On June 28, 2017, Good went to the Marquette General Hospital for an angiogram. (Id., PageID.124.) During his stay, medical professionals determined that Good would need open heart surgery, which they scheduled for July 3, 2017. (Id.) Good's surgery proceeded as planned and on July 9, 2017, Good returned to MBP. (Id.) Throughout his stay at MBP and at the Marquette General Hospital, Good asked various Michigan Department of Corrections (MDOC) employees about the location of his property and was informed that MBP had not received any of his property from KCF. (Id.) Ultimately, on July 17, 2017, Good learned that the Eastern District of Michigan had extended his deadline to file objections to the R&R until July 24, 2017. (Id., PageID.130.) At this time, Good decided to decline additional treatment so that he could return to KCF, and to his legal property. (Id.)

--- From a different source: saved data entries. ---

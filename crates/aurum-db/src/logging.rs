//! Tracing subscriber setup for binaries.

use tracing_subscriber::EnvFilter;

/// Filter used when `RUST_LOG` is unset.
pub const DEFAULT_FILTER: &str = "info,aurum=debug,sqlx=warn";

/// Initializes the tracing subscriber for structured logging.
///
/// ## Log Levels
/// - `RUST_LOG=debug` - Show debug messages
/// - `RUST_LOG=aurum_core=trace` - Trace the estimation store only
/// - Default: [`DEFAULT_FILTER`]
///
/// Safe to call more than once; later calls are no-ops.
pub fn init_tracing() {
    let filter = EnvFilter::try_from_default_env().unwrap_or_else(|_| EnvFilter::new(DEFAULT_FILTER));

    let _ = tracing_subscriber::fmt()
        .with_env_filter(filter)
        .with_target(false)
        .try_init();
}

Upon Good's return to KCF, he was called to retrieve his property from the property room. (ECF No. 1-2, PageID.129.) When Good arrived at the property room along with Martinez Wise, who was assisting him, he was met by CO Goodell and two other KCF staff members. (Id.) After being directed to his property, Good realized that his legal property was missing, and inquired as to its location. (Id.) CO Goodell informed Good that his legal property was being held under a Notice of Intent (NOI).(Id.) The same day, Good submitted a written request to access his legal property under MDOC Policy Directive (P.D.) 04.07.112 ¶ P. (Id.) Because he did not receive a response, Good submitted another request on July 21, 2017. (Id.)
Notices of Intent are used to inform prisoners that their property will be subject to an administrative hearing, such as when the property is believed to be contraband and has been confiscated. MDOC P.D. 04.07.112 ¶ F.
Under P.D. 04.07.112 ¶ P, a prisoner “shall be provided reasonable access to their stored footlockers within two calendar days of staff receipt of the request.”
On July 25, 2017, PC MacLean reviewed two NOIs with Good, both of which had been written by CO Goodell. (Id., PageID.130.) One NOI was for possession of another prisoner's legal property (ECF No. 1-3, PageID.149 (Goodell's First NOI)), and the other was for excess legal property (Id., PageID.147 (Goodell's Second NOI)). After Good brought deficiencies in one of the NOIs to MacLean's attention, MacLean issued a new NOI (id., PageID.148 (MacLean's NOI)), reviewed the new NOI with Good, and then proceeded with the hearing on the other NOI (ECF No. 1, PageID.130). MacLean ordered the destruction of the legal property in Good's possession that belonged to another prisoner. (ECF No. 1-2, PageID.130.) He then took Good to the property room to itemize his remaining legal property. (Id.) After itemization, MacLean took the property to the Hearings Office to await a hearing on the new NOI that he had issued. (Id.) That hearing was conducted on July 27, 2017. The hearing officer determined that the remaining property was authorized excess legal property, and ordered it returned to Good. (Id.) The same day, MacLean ordered Good to take the excess legal property to the property room for storage. On August 11, 14, and 17, 2017, Good made additional requests to access his legal property, but never received a response. (ECF No. 1-2, PageID.132.)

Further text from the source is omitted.